识别器(a、b、c、…)通过相对于任意的机械学习模型进行学习处理和评价处理来生成。机械学习模型为,具有预定的模型构造和通过学习处理而变动的处理参数,基于从学习用数据获得的经验使该处理参数最优化,从而提高识别精度的模型。即,机械学习模型为,通过学习处理学习最优的处理参数的模型。机械学习模型的算法例如能够使用支持向量机、逻辑回归、神经网络等,但其种类并不特别限定。在本实施方式中,对神经网络且特别使用分层为三层以上的深层神经网络(以下,称作“DNN”。)中的、适于图像辨别的CNN的示例进行说明。另外,第一学习部130也可以具备用于生成机械学习模型的模型生成部(未图示)。此外,第一学习部130从外部取得预先生成的机械学习模型。
第一学习处理部131当使用学习用数据输入图像的数据时,以输出与属性信息表现的计测图像的属性对应的输出值的方式,进行使机械学习模型学习的学习处理。第一学习处理部131还进行如下评价处理:相对于通过学习处理生成的识别器(a、b、c、…),使用测试用数据,对识别器(a、b、c、…)的输出与相对于测试用数据赋予的属性信息进行比较。在识别器(a、b、c、…)的输出与对测试用数据赋予的属性信息一致的情况下,判断为满足识别器(a、b、c、…)的生成条件,完成识别器(a、b、c、…)的生成处理。
第一学习部130将包含生成的识别器(a、b、c、…)的模型构造及处理参数的信息作为学习结果数据,输出至后述的计测部150及第二学习部140。
<第二学习部的结构>
接下来,使用图2对第二学习部140的处理的内容进行说明。第二学习部140进行相对于由预定的生成处理生成的识别器的追加学习(再学习)。另外,在第二学习部140中,对于与第一学习部130共用的要素,省略说明。
第二学习部140取得由第一学习部130生成的学习完的识别器(a、b、c、…)的学习结果数据。另外,第二学习部140也可以从外部取得与由预定的生成处理生成的识别器相关的学习结果数据。第二学习部140从图像收集部110取得学习用数据。另外,第二学习部140也可以从后述的图像修正部120取得学习用数据。
第二学习部140具有:第二学习处理部141,其执行使用了学习用数据的机械学习的追加学习(再学习)并生成识别器(A、B、C、…)。识别器(A、B、C、…)通过相对于由预定的学习处理生成的识别器(a、b、c、…)进行学习处理和评价处理来生成。
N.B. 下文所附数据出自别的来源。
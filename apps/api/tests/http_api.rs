//! End-to-end tests of the HTTP surface against an in-memory database.

use axum::body::{to_bytes, Body};
use axum::http::{Request, StatusCode};
use axum::Router;
use library_api::build_router;
use library_db::{Database, DbConfig};
use serde_json::{json, Value};
use tower::ServiceExt;

async fn app() -> Router {
    let db = Database::new(DbConfig::in_memory()).await.unwrap();
    build_router(db)
}

async fn send(app: &Router, method: &str, uri: &str, body: Option<Value>) -> (StatusCode, Value) {
    let body = match body {
        Some(value) => Body::from(value.to_string()),
        None => Body::empty(),
    };
    let request = Request::builder()
        .method(method)
        .uri(uri)
        .header("content-type", "application/json")
        .body(body)
        .unwrap();

    let response = app.clone().oneshot(request).await.unwrap();
    let status = response.status();
    let bytes = to_bytes(response.into_body(), usize::MAX).await.unwrap();
    let value = if bytes.is_empty() {
        Value::Null
    } else {
        serde_json::from_slice(&bytes).unwrap_or_else(|_| json!(String::from_utf8_lossy(&bytes)))
    };
    (status, value)
}

async fn seed(app: &Router) {
    for (name, email) in [
        ("Ahmed Elragal", "ahmed@gmail.com"),
        ("Omar Ahmed", "omar@gmail.com"),
        ("Mohamed Hassan", "mohamed@yahoo.com"),
    ] {
        let body = json!({ "name": name, "email": email });
        let (status, _) = send(app, "POST", "/authors", Some(body)).await;
        assert_eq!(status, StatusCode::CREATED);
    }

    for (i, (isbn, author_id)) in [("332", 1), ("268", 1), ("538", 2), ("324", 2), ("978", 3)]
        .into_iter()
        .enumerate()
    {
        let body = json!({
            "title": format!("Book {}", i + 1),
            "isbn": isbn,
            "published_date": "2002-08-26",
            "author_id": author_id
        });
        let (status, _) = send(app, "POST", "/books", Some(body)).await;
        assert_eq!(status, StatusCode::CREATED);
    }
}

#[tokio::test]
async fn author_lifecycle() {
    let app = app().await;

    let (status, body) = send(
        &app,
        "POST",
        "/authors",
        Some(json!({ "name": "Omar Ahmed", "email": "omar@gmail.com" })),
    )
    .await;
    assert_eq!(status, StatusCode::CREATED);
    assert_eq!(
        body,
        json!({ "status": 201, "data": { "message": "Author created successfully" } })
    );

    let (status, body) = send(&app, "GET", "/authors", None).await;
    assert_eq!(status, StatusCode::OK);
    assert_eq!(body["status"], 200);
    assert_eq!(body["data"].as_array().unwrap().len(), 1);
    let id = body["data"][0]["id"].as_i64().unwrap();

    let (status, body) = send(&app, "GET", &format!("/authors/{}", id), None).await;
    assert_eq!(status, StatusCode::OK);
    assert_eq!(body["data"]["email"], "omar@gmail.com");
    assert!(body["data"]["deleted_at"].is_null());

    let (status, body) = send(
        &app,
        "PUT",
        &format!("/authors/{}", id),
        Some(json!({ "name": "Omar A." })),
    )
    .await;
    assert_eq!(status, StatusCode::OK);
    assert_eq!(body["data"]["message"], "Author updated successfully");

    let (_, body) = send(&app, "GET", &format!("/authors/{}", id), None).await;
    assert_eq!(body["data"]["name"], "Omar A.");
    assert_eq!(body["data"]["email"], "omar@gmail.com");

    let (status, body) = send(&app, "DELETE", &format!("/authors/{}", id), None).await;
    assert_eq!(status, StatusCode::OK);
    assert_eq!(body["data"]["message"], "Author deleted successfully");

    let (status, body) = send(&app, "GET", &format!("/authors/{}", id), None).await;
    assert_eq!(status, StatusCode::NOT_FOUND);
    assert_eq!(
        body,
        json!({ "status": 404, "message": "Author not found" })
    );

    let (status, _) = send(&app, "DELETE", &format!("/authors/{}", id), None).await;
    assert_eq!(status, StatusCode::NOT_FOUND);
}

#[tokio::test]
async fn validation_errors_are_422_with_fields() {
    let app = app().await;

    let (status, body) = send(&app, "POST", "/authors", Some(json!({}))).await;
    assert_eq!(status, StatusCode::UNPROCESSABLE_ENTITY);
    assert_eq!(body["status"], 422);
    assert_eq!(body["message"], "Please enter name. (and 1 more error)");
    assert_eq!(body["errors"]["name"], json!(["Please enter name."]));
    assert_eq!(body["errors"]["email"], json!(["Please enter email."]));

    let first = json!({ "name": "Omar", "email": "omar@gmail.com" });
    send(&app, "POST", "/authors", Some(first)).await;
    let (status, body) = send(
        &app,
        "POST",
        "/authors",
        Some(json!({ "name": "Other Omar", "email": "omar@gmail.com" })),
    )
    .await;
    assert_eq!(status, StatusCode::UNPROCESSABLE_ENTITY);
    assert_eq!(
        body["errors"]["email"],
        json!(["This email has already been used."])
    );
}

#[tokio::test]
async fn bad_ids_and_bodies() {
    let app = app().await;

    let (status, body) = send(&app, "GET", "/books/abc", None).await;
    assert_eq!(status, StatusCode::NOT_FOUND);
    assert_eq!(body["message"], "Book not found");

    let request = Request::builder()
        .method("POST")
        .uri("/authors")
        .header("content-type", "application/json")
        .body(Body::from("{\"name\":"))
        .unwrap();
    let response = app.clone().oneshot(request).await.unwrap();
    assert_eq!(response.status(), StatusCode::BAD_REQUEST);

    // No body at all is an empty mapping, so the create rules report both fields.
    let (status, body) = send(&app, "POST", "/authors", None).await;
    assert_eq!(status, StatusCode::UNPROCESSABLE_ENTITY);
    assert!(body["errors"]["name"].is_array());
}

#[tokio::test]
async fn empty_update_succeeds_without_changes() {
    let app = app().await;
    seed(&app).await;

    let (_, before) = send(&app, "GET", "/books/1", None).await;
    let (status, body) = send(&app, "PUT", "/books/1", None).await;
    assert_eq!(status, StatusCode::OK);
    assert_eq!(body["data"]["message"], "Book updated successfully");

    let (_, after) = send(&app, "GET", "/books/1", None).await;
    assert_eq!(before, after);
}

#[tokio::test]
async fn search_books() {
    let app = app().await;
    seed(&app).await;

    let (status, body) = send(&app, "GET", "/books/search?title=Book", None).await;
    assert_eq!(status, StatusCode::OK);
    assert_eq!(body["data"].as_array().unwrap().len(), 5);

    let (status, body) = send(&app, "GET", "/books/search?title=zzz", None).await;
    assert_eq!(status, StatusCode::NOT_FOUND);
    assert_eq!(body, json!({ "status": 404, "message": "Book not found" }));

    for uri in ["/books/search", "/books/search?title="] {
        let (status, body) = send(&app, "GET", uri, None).await;
        assert_eq!(status, StatusCode::BAD_REQUEST);
        assert_eq!(
            body,
            json!({ "status": 400, "message": "Title parameter is required" })
        );
    }
}

#[tokio::test]
async fn book_author_reference_rules() {
    let app = app().await;
    seed(&app).await;

    let (status, _) = send(&app, "DELETE", "/authors/3", None).await;
    assert_eq!(status, StatusCode::OK);

    // Book 5 belongs to the deleted author and is still served.
    let (status, body) = send(&app, "GET", "/books/5", None).await;
    assert_eq!(status, StatusCode::OK);
    assert_eq!(body["data"]["author_id"], 3);

    let (status, body) = send(
        &app,
        "POST",
        "/books",
        Some(json!({
            "title": "Book 6",
            "isbn": "111",
            "published_date": "2024-01-01",
            "author_id": 3
        })),
    )
    .await;
    assert_eq!(status, StatusCode::UNPROCESSABLE_ENTITY);
    assert_eq!(
        body["errors"]["author_id"],
        json!(["The selected author does not exist or has been deleted."])
    );

    let (status, body) = send(&app, "PUT", "/books/1", Some(json!({ "isbn": "268" }))).await;
    assert_eq!(status, StatusCode::UNPROCESSABLE_ENTITY);
    assert_eq!(
        body["errors"]["isbn"],
        json!(["This ISBN has already been used."])
    );
}

#[tokio::test]
async fn health_check() {
    let app = app().await;

    let response = app
        .oneshot(Request::builder().uri("/health").body(Body::empty()).unwrap())
        .await
        .unwrap();
    assert_eq!(response.status(), StatusCode::OK);
    let bytes = to_bytes(response.into_body(), usize::MAX).await.unwrap();
    assert_eq!(&bytes[..], b"OK");
}

#[tokio::test]
async fn extractor_failures_keep_the_envelope() {
    let app = app().await;
    seed(&app).await;

    for (method, uri, entity) in [
        ("GET", "/books/%FF", "Book"),
        ("PUT", "/books/%FF", "Book"),
        ("DELETE", "/authors/%FF", "Author"),
    ] {
        let (status, body) = send(&app, method, uri, None).await;
        assert_eq!(status, StatusCode::NOT_FOUND);
        assert_eq!(
            body,
            json!({ "status": 404, "message": format!("{} not found", entity) })
        );
    }

    let (status, body) = send(&app, "GET", "/books/search?title=a&title=b", None).await;
    assert_eq!(status, StatusCode::BAD_REQUEST);
    assert_eq!(body["status"], 400);
    assert!(body["message"].as_str().unwrap().contains("title"));
}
换言之,第二学习处理部141通过使用学习用数据,执行相对于包含识别器(a、b、c、…)的模型构造及处理参数的学习结果数据的学习处理和评价处理,来生成识别器(A、B、C、…)。识别器(A、B、C、…)输入图像数据,输出包含该图像所含的缺陷的有无、在含有一个或多个缺陷的情况下其位置及其种类的属性信息。
第二学习处理部141当使用学习用数据输入图像的数据时,以输出与属性信息表现的计测图像的属性对应的输出值的方式,进行使由识别器(a、b、c、…)的学习结果数据表现的机械学习模型学习的学习处理(追加学习的学习处理)。在此,第二学习处理部141进行的追加学习的学习处理也可以使用从后述的图像修正部120取得的学习用数据来进行。由此,能够使用基于对检査对象物进行拍摄的图像新生成的学习用数据,从而能够提高识别器的识别精度。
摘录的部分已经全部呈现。